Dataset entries
impl FormSession {
    /// Binds `widgets` to `state`.
    ///
    /// # Errors
    ///
    /// Returns [`SessionError::Form`] wrapping [`FormError::UnknownField`] if
    /// a widget targets a field the form does not have, or
    /// [`FormError::DuplicateField`] if two widgets target the same field.
    pub fn new(state: FormState, widgets: Vec<Widget>) -> Result<Self> {
        for (pos, widget) in widgets.iter().enumerate() {
            let name = widget.name();
            if !state.contains(name) {
                return Err(FormError::UnknownField(name.to_string()).into());
            }
            if widgets[..pos].iter().any(|other| other.name() == name) {
                return Err(FormError::DuplicateField(name.to_string()).into());
            }
        }
        Ok(Self { state, widgets })
    }

    /// Current form state.
    pub fn state(&self) -> &FormState {
        &self.state
    }

    /// Widgets in declaration order.
    pub fn widgets(&self) -> &[Widget] {
        &self.widgets
    }

    /// Widget bound to `field`.
    pub fn widget(&self, field: &str) -> Option<&Widget> {
        self.widgets.iter().find(|w| w.name() == field)
    }

    /// Whether the submit control would be enabled.
    pub fn is_valid(&self) -> bool {
        self.state.is_form_valid()
    }

    /// Feeds a change event straight into the form state, then updates the
    /// bound widget to the stored value so later actions start from it.
    pub fn apply(&mut self, event: ChangeEvent) -> Result<()> {
        let field = event.field.clone();
        self.state.dispatch(event)?;
        if let Some(stored) = self.state.get(&field) {
            let value = stored.value().clone();
            if let Some(widget) = self.widgets.iter_mut().find(|w| w.name() == field) {
                widget.sync(&value);
            }
        }
        Ok(())
    }

    /// Routes `action` to its widget and applies the resulting change.
    ///
    /// # Errors
    ///
    /// - [`SessionError::UnknownWidget`] if no widget is bound to the field.
    /// - [`SessionError::WrongWidget`] if the widget cannot take the action.
    /// - [`SessionError::UnknownOption`] for a value outside the options.
    /// - [`SessionError::FormInvalid`] when submitting an invalid form.
    pub fn perform(&mut self, action: Action) -> Result<Outcome> {
        let action_name = action.name();
        let (field, event) = match action {
            Action::Submit => return self.submit().map(Outcome::Submitted),
            Action::Input { field, text } => {
                let event = match self.widget_mut(&field)? {
                    Widget::Text(input) => input.input(text),
                    Widget::Textarea(area) => area.input(text),
                    other => return Err(wrong_widget(&field, other, action_name)),
                };
                (field, event)
            }
            Action::Toggle { field, value } => {
                let event = match self.widget_mut(&field)? {
                    Widget::Checkbox(group) => group.toggle(&value)?,
                    other => return Err(wrong_widget(&field, other, action_name)),
                };
                (field, event)
            }
            Action::Select { field, value } => {
                let event = match self.widget_mut(&field)? {
                    Widget::Select(select) => select.select(&value)?,
                    other => return Err(wrong_widget(&field, other, action_name)),
                };
                (field, event)
            }
        };

        self.state.dispatch(event)?;
        let field_valid = self.state.get(&field).is_some_and(|f| f.is_valid());
        let form_valid = self.state.is_form_valid();
        debug!(
            action = action_name,
            field = %field,
            field_valid,
            form_valid,
            "Performed action"
        );
        Ok(Outcome::Changed {
            field,
            field_valid,
            form_valid,
        })
    }

    /// Produces the output record if every field is valid.
    ///
    /// # Errors
    ///
    /// Returns [`SessionError::FormInvalid`] listing the invalid fields.
    pub fn submit(&self) -> Result<OutputNode> {
        if !self.state.is_form_valid() {
            let invalid: Vec<String> = self
                .state
                .invalid_fields()
                .into_iter()
                .map(String::from)
                .collect();
            return Err(SessionError::FormInvalid { invalid });
        }
        info!(fields = self.state.len(), "Submitting form");
        Ok(self.state.normalize())
    }

    fn widget_mut(&mut self, field: &str) -> Result<&mut Widget> {
        self.widgets
            .iter_mut()
            .find(|w| w.name() == field)
            .ok_or_else(|| SessionError::UnknownWidget(field.to_string()))
    }
}

fn wrong_widget(field: &str, widget: &Widget, action: &'static str) -> SessionError {
    SessionError::WrongWidget {
        field: field.to_string(),
        kind: widget.kind(),
        action,
    }
}

#[cfg(test)]
mod tests {
    use super::*;
    use formkit_core::{FieldValue, ValidationPolicy, function_name_rules};

    use crate::SelectOption;

    fn session() -> FormSession {
        let name_policy = ValidationPolicy::required().with_rules(function_name_rules());
        let state = FormState::from_definitions([
            ("metadata.name", name_policy.clone(), FieldValue::text("")),
            (
                "spec.permissions",
                ValidationPolicy::required(),
                FieldValue::multi(["read"]),
            ),
            (
                "spec.runtime",
                ValidationPolicy::optional(),
                FieldValue::text("golang"),
            ),
        ])
        .unwrap();
        let widgets = vec![
            Widget::Text(TextInput::new("metadata.name", "Function Name:", name_policy)),
            Widget::Checkbox(CheckboxGroup::new(
                "spec.permissions",
                vec![
                    SelectOption::new("Read files", "read"),
                    SelectOption::new("Write files", "write"),
                ],
                ValidationPolicy::required(),
                FieldValue::multi(["read"]),
            )),
            Widget::Select(Select::new(
                "spec.runtime",
                "Runtime:",
                vec![
                    SelectOption::new("Go", "golang"),
                    SelectOption::new("Java", "java"),
                ],
                ValidationPolicy::optional(),
                Some("golang".to_string()),
            )),
        ];
        FormSession::new(state, widgets).unwrap()
    }

    #[test]
    fn test_actions_route_to_widgets() {
        let mut session = session();
        assert!(!session.is_valid());

        let outcome = session
            .perform(Action::input("metadata.name", "resize"))
            .unwrap();
        assert_eq!(
            outcome,
            Outcome::Changed {
                field: "metadata.name".to_string(),
                field_valid: true,
                form_valid: true,
            }
        );

        session
            .perform(Action::select("spec.runtime", "java"))
            .unwrap();
        session
            .perform(Action::toggle("spec.permissions", "write"))
            .unwrap();

        let record = session.submit().unwrap();
        assert_eq!(
            record.to_json(),
            serde_json::json!({
                "metadata": { "name": "resize" },
                "spec": { "permissions": ["read", "write"], "runtime": "java" }
            })
        );
    }

    #[test]
    fn test_submit_rejected_while_invalid() {
        let mut session = session();
        let err = session.perform(Action::Submit).unwrap_err();
        assert_eq!(
            err,
            SessionError::FormInvalid {
                invalid: vec!["metadata.name".to_string()]
            }
        );

        session
            .perform(Action::input("metadata.name", "ok"))
            .unwrap();
        session
            .perform(Action::toggle("spec.permissions", "read"))
            .unwrap();
        assert!(!session.is_valid());
        assert!(matches!(
            session.submit(),
            Err(SessionError::FormInvalid { invalid }) if invalid == vec!["spec.permissions"]
        ));
    }

    #[test]
    fn test_wrong_widget_for_action() {
        let mut session = session();
        let err = session
            .perform(Action::toggle("metadata.name", "x"))
            .unwrap_err();
        assert_eq!(
            err,
            SessionError::WrongWidget {
                field: "metadata.name".to_string(),
                kind: WidgetKind::Text,
                action: "toggle",
            }
        );
    }

    #[test]
    fn test_unknown_widget() {
        let mut session = session();
        let err = session
            .perform(Action::input("spec.memory", "128"))
            .unwrap_err();
        assert_eq!(err, SessionError::UnknownWidget("spec.memory".to_string()));
    }

    #[test]
    fn test_widget_for_unknown_field_rejected() {
        let state = FormState::from_definitions([(
            "spec.runtime",
            ValidationPolicy::optional(),
            FieldValue::Absent,
        )])
        .unwrap();
        let widgets = vec![Widget::Textarea(TextArea::new(
            "spec.description",
            ValidationPolicy::optional(),
            "",
        ))];
        let err = FormSession::new(state, widgets).unwrap_err();
        assert_eq!(
            err,
            SessionError::Form(FormError::UnknownField("spec.description".to_string()))
        );
    }

    #[test]
    fn test_direct_event_application() {
        let mut session = session();
        session
            .apply(ChangeEvent::new("metadata.name", true, "direct".into()))
            .unwrap();
        assert!(session.is_valid());
        let err = session
            .apply(ChangeEvent::new("nope", true, FieldValue::Absent))
            .unwrap_err();
        assert_eq!(err, SessionError::Form(FormError::UnknownField("nope".into())));
    }

    #[test]
    fn test_applied_value_carries_into_next_action() {
        let mut session = session();
        session
            .apply(ChangeEvent::new(
                "spec.permissions",
                true,
                FieldValue::multi(["read", "write"]),
            ))
            .unwrap();
        session
            .perform(Action::toggle("spec.permissions", "read"))
            .unwrap();
        assert_eq!(
            session.state().get("spec.permissions").unwrap().value(),
            &FieldValue::multi(["write"])
        );

        session
            .apply(ChangeEvent::new("spec.runtime", true, "java".into()))
            .unwrap();
        let Some(Widget::Select(runtime)) = session.widget("spec.runtime") else {
            panic!("runtime should be a select");
        };
        assert_eq!(runtime.selected(), Some("java"));

        session
            .apply(ChangeEvent::new("metadata.name", true, "applied".into()))
            .unwrap();
        let Some(Widget::Text(name)) = session.widget("metadata.name") else {
            panic!("name should be a text input");
        };
        assert_eq!(name.value(), "applied");
        assert!(session.is_valid());
    }

    #[test]
    fn test_action_deserializes_from_tagged_json() {
        let action: Action = serde_json::from_str(
            r#"{"action": "toggle", "field": "spec.permissions", "value": "write"}"#,
        )
        .unwrap();
        assert_eq!(action, Action::toggle("spec.permissions", "write"));

        let submit: Action = serde_json::from_str(r#"{"action": "submit"}"#).unwrap();
        assert_eq!(submit, Action::Submit);
    }

    #[test]
    fn test_widget_kind_display() {
        assert_eq!(WidgetKind::Textarea.to_string(), "textarea");
        assert_eq!(session().widget("spec.runtime").unwrap().kind(), WidgetKind::Select);
    }
}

EXERCISE PROMPT:
From the first line of the data above through the line containing "start from it.", repeat each line exactly, and add nothing.

RESULT OF THIS EXERCISE:
impl FormSession {
    /// Binds `widgets` to `state`.
    ///
    /// # Errors
    ///
    /// Returns [`SessionError::Form`] wrapping [`FormError::UnknownField`] if
    /// a widget targets a field the form does not have, or
    /// [`FormError::DuplicateField`] if two widgets target the same field.
    pub fn new(state: FormState, widgets: Vec<Widget>) -> Result<Self> {
        for (pos, widget) in widgets.iter().enumerate() {
            let name = widget.name();
            if !state.contains(name) {
                return Err(FormError::UnknownField(name.to_string()).into());
            }
            if widgets[..pos].iter().any(|other| other.name() == name) {
                return Err(FormError::DuplicateField(name.to_string()).into());
            }
        }
        Ok(Self { state, widgets })
    }

    /// Current form state.
    pub fn state(&self) -> &FormState {
        &self.state
    }

    /// Widgets in declaration order.
    pub fn widgets(&self) -> &[Widget] {
        &self.widgets
    }

    /// Widget bound to `field`.
    pub fn widget(&self, field: &str) -> Option<&Widget> {
        self.widgets.iter().find(|w| w.name() == field)
    }

    /// Whether the submit control would be enabled.
    pub fn is_valid(&self) -> bool {
        self.state.is_form_valid()
    }

    /// Feeds a change event straight into the form state, then updates the
    /// bound widget to the stored value so later actions start from it.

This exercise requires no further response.